Читаем Дневники св. Николая Японского. Том ΙII полностью

На службу в субботу и воскресенье, говорит Явата, приходят почти все, когда нет рыбной ловли. Других религиозных собраний нет, пожертвований тоже, кроме того, что опускается в церковную кружку; из сего же последнего источника накопилось 1 ена 30 сен капиталу, который и отдан на проценты. Свечи приносят по очереди.

Молитвенная комната в доме Николая Наганума, та самая, в которой останавливались князья.

Отслужили мы вечерню, во время которой печаль не оставляла меня, и я не знал, о чем сказать поучение и просил Божией помощи — восстановить равновесие духа и внушить что–либо для пользы братии. Божья помощь ныне замедлила прийти; обернувшись после службы, я увидел набравшихся столько язычников, что предпочел обратиться с словом к ним; человек 20 было внимательных слушателей до конца, по расходе праздно любопытствовавших. Дал потом наставление христианам делать «докусёквай», прибавил им духовных книг. Но в душе осталась немалая досада на катихизаторов, которые заводят проповедь в таких глухих местах; расходуй потом проповедника на сии места, а множество огромных городов остаются без православного слова.
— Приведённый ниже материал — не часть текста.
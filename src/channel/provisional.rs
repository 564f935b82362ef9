//! Placeholder detection for replies that have not really started yet

/// Decides whether visible text is a "still thinking" placeholder rather
/// than the start of a real reply.
pub trait ProvisionalFilter: Send + Sync {
    fn is_provisional(&self, text: &str) -> bool;
}

impl<F> ProvisionalFilter for F
where
    F: Fn(&str) -> bool + Send + Sync,
{
    fn is_provisional(&self, text: &str) -> bool {
        self(text)
    }
}

const DEFAULT_KEYWORDS: &[&str] = &[
    "thinking",
    "processing",
    "generating",
    "loading",
    "writing",
    "typing",
];

/// Placeholders are short; anything this long is real output
const DEFAULT_MAX_LEN: usize = 50;

/// Keyword and ellipsis heuristic used by the built-in sites
#[derive(Debug, Clone)]
pub struct KeywordFilter {
    keywords: Vec<String>,
    max_len: usize,
}

impl KeywordFilter {
    pub fn new<I, S>(keywords: I) -> Self
    where
        I: IntoIterator<Item = S>,
        S: Into<String>,
    {
        Self {
            keywords: keywords
                .into_iter()
                .map(|k| k.into().to_lowercase())
                .collect(),
            max_len: DEFAULT_MAX_LEN,
        }
    }

    pub fn with_max_len(mut self, max_len: usize) -> Self {
        self.max_len = max_len;
        self
    }
}

impl Default for KeywordFilter {
    fn default() -> Self {
        Self::new(DEFAULT_KEYWORDS.iter().copied())
    }
}

impl ProvisionalFilter for KeywordFilter {
    fn is_provisional(&self, text: &str) -> bool {
        let trimmed = text.trim();
        if trimmed.is_empty() || trimmed.chars().count() >= self.max_len {
            return false;
        }
        if is_ellipsis(trimmed) {
            return true;
        }
        let lower = trimmed.to_lowercase();
        self.keywords.iter().any(|k| lower.contains(k.as_str()))
    }
}

/// A lone ellipsis character or a run of three to five dots
fn is_ellipsis(text: &str) -> bool {
    text == "…" || ((3..=5).contains(&text.len()) && text.bytes().all(|b| b == b'.'))
}
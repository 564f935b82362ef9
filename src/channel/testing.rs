//! Mock channels for testing
//!
//! These mocks let the detector and the engine run against scripted chat
//! surfaces on virtual time.

use super::{ChannelAdapter, ChannelError, ChannelProfile};
use async_trait::async_trait;
use std::collections::VecDeque;
use std::sync::Mutex;
use std::time::Duration;

/// What the surface does after the next send
#[derive(Debug, Clone)]
pub enum Reply {
    /// Final text shows up on the next poll
    Text(String),
    /// One frame per poll; the last frame stays visible
    Frames(Vec<String>),
    /// Nothing new ever appears
    Silent,
}

impl Reply {
    pub fn text(text: impl Into<String>) -> Self {
        Reply::Text(text.into())
    }

    pub fn frames<I, S>(frames: I) -> Self
    where
        I: IntoIterator<Item = S>,
        S: Into<String>,
    {
        Reply::Frames(frames.into_iter().map(Into::into).collect())
    }
}

#[derive(Default)]
struct Surface {
    visible: String,
    frames: VecDeque<String>,
    replies: VecDeque<Reply>,
    sent: Vec<String>,
    observations: usize,
    focus_calls: usize,
}

/// Scripted chat surface: each send consumes the next queued [`Reply`]
pub struct ScriptedChannel {
    name: String,
    profile: ChannelProfile,
    fail_sends: bool,
    surface: Mutex<Surface>,
}

impl ScriptedChannel {
    pub fn new(name: impl Into<String>) -> Self {
        Self {
            name: name.into(),
            profile: test_profile(),
            fail_sends: false,
            surface: Mutex::new(Surface::default()),
        }
    }

    /// A channel whose input surface can never be found
    pub fn unreachable(name: impl Into<String>) -> Self {
        Self {
            fail_sends: true,
            ..Self::new(name)
        }
    }

    pub fn with_profile(mut self, profile: ChannelProfile) -> Self {
        self.profile = profile;
        self
    }

    pub fn with_replies(self, replies: impl IntoIterator<Item = Reply>) -> Self {
        self.surface.lock().unwrap().replies.extend(replies);
        self
    }

    /// Queue plain-text replies
    pub fn replying<I, S>(self, replies: I) -> Self
    where
        I: IntoIterator<Item = S>,
        S: Into<String>,
    {
        self.with_replies(replies.into_iter().map(Reply::text))
    }

    pub fn sent(&self) -> Vec<String> {
        self.surface.lock().unwrap().sent.clone()
    }

    pub fn observations(&self) -> usize {
        self.surface.lock().unwrap().observations
    }

    pub fn focus_calls(&self) -> usize {
        self.surface.lock().unwrap().focus_calls
    }
}

/// Fast timing so tests on virtual time stay short
pub fn test_profile() -> ChannelProfile {
    ChannelProfile::new(Duration::from_secs(10), 2).with_poll_interval(Duration::from_millis(100))
}

#[async_trait]
impl ChannelAdapter for ScriptedChannel {
    fn name(&self) -> &str {
        &self.name
    }

    fn profile(&self) -> &ChannelProfile {
        &self.profile
    }

    async fn send(&self, text: &str) -> Result<(), ChannelError> {
        if self.fail_sends {
            return Err(ChannelError::send_failure(&self.name, "no input found"));
        }
        let mut surface = self.surface.lock().unwrap();
        surface.sent.push(text.to_string());
        match surface.replies.pop_front().unwrap_or(Reply::Silent) {
            Reply::Text(text) => surface.frames = VecDeque::from([text]),
            Reply::Frames(frames) => surface.frames = frames.into(),
            Reply::Silent => surface.frames.clear(),
        }
        Ok(())
    }

    async fn observe_latest(&self, _prior: &str) -> Result<String, ChannelError> {
        let mut surface = self.surface.lock().unwrap();
        surface.observations += 1;
        if let Some(frame) = surface.frames.pop_front() {
            surface.visible = frame;
        }
        Ok(surface.visible.clone())
    }

    async fn focus(&self) {
        self.surface.lock().unwrap().focus_calls += 1;
    }
}

#[cfg(test)]
mod tests {
    use super::*;

    #[tokio::test]
    async fn test_scripted_frames_then_sticky() {
        let channel = ScriptedChannel::new("a").with_replies([Reply::frames(["one", "two"])]);
        channel.send("hi").await.unwrap();

        assert_eq!(channel.observe_latest("").await.unwrap(), "one");
        assert_eq!(channel.observe_latest("").await.unwrap(), "two");
        assert_eq!(channel.observe_latest("").await.unwrap(), "two");
        assert_eq!(channel.observations(), 3);
        assert_eq!(channel.sent(), vec!["hi".to_string()]);
    }

    #[tokio::test]
    async fn test_unqueued_send_is_silent() {
        let channel = ScriptedChannel::new("a").replying(["first"]);
        channel.send("1").await.unwrap();
        assert_eq!(channel.observe_latest("").await.unwrap(), "first");

        channel.send("2").await.unwrap();
        assert_eq!(channel.observe_latest("first").await.unwrap(), "first");
    }

    #[tokio::test]
    async fn test_unreachable_channel() {
        let channel = ScriptedChannel::unreachable("a");
        let err = channel.send("hi").await.unwrap_err();
        assert!(matches!(err, ChannelError::SendFailure { .. }));
        assert!(channel.sent().is_empty());
    }
}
Явата говорил, что не ходит для проповеди отсюда: 1) в Фунакоси. 1 ри, — деревушку, тут же виднеющуюся на берегу моря, но плода нет, 2) в Огани. деревню 3 ри от Набури, где выделывают аспидные доски; там есть слушатели, но не из местных жителей; больше в этих местах у проповедника нет ничего; в Набури слушателей ни одного.


4/16 июня 1893. Пятница.

Накасима. Иеногава. Исиномаки.

Утром долго–долго братия снаряжали лодку — провожать, без чего мы отправились бы, как условлено было вчера с лодочниками, в шесть часов утра из Набурихама. Проезжая около береговых скал, видели другую знаменитость места: бьющий из скалы фонтан морской воды, вытесняемый из расщелины напором прибоя: широко рассыпающиеся брызги при солнечном освещении, должно быть, очень красивы; сегодня, к сожалению, день совсем пасмурный.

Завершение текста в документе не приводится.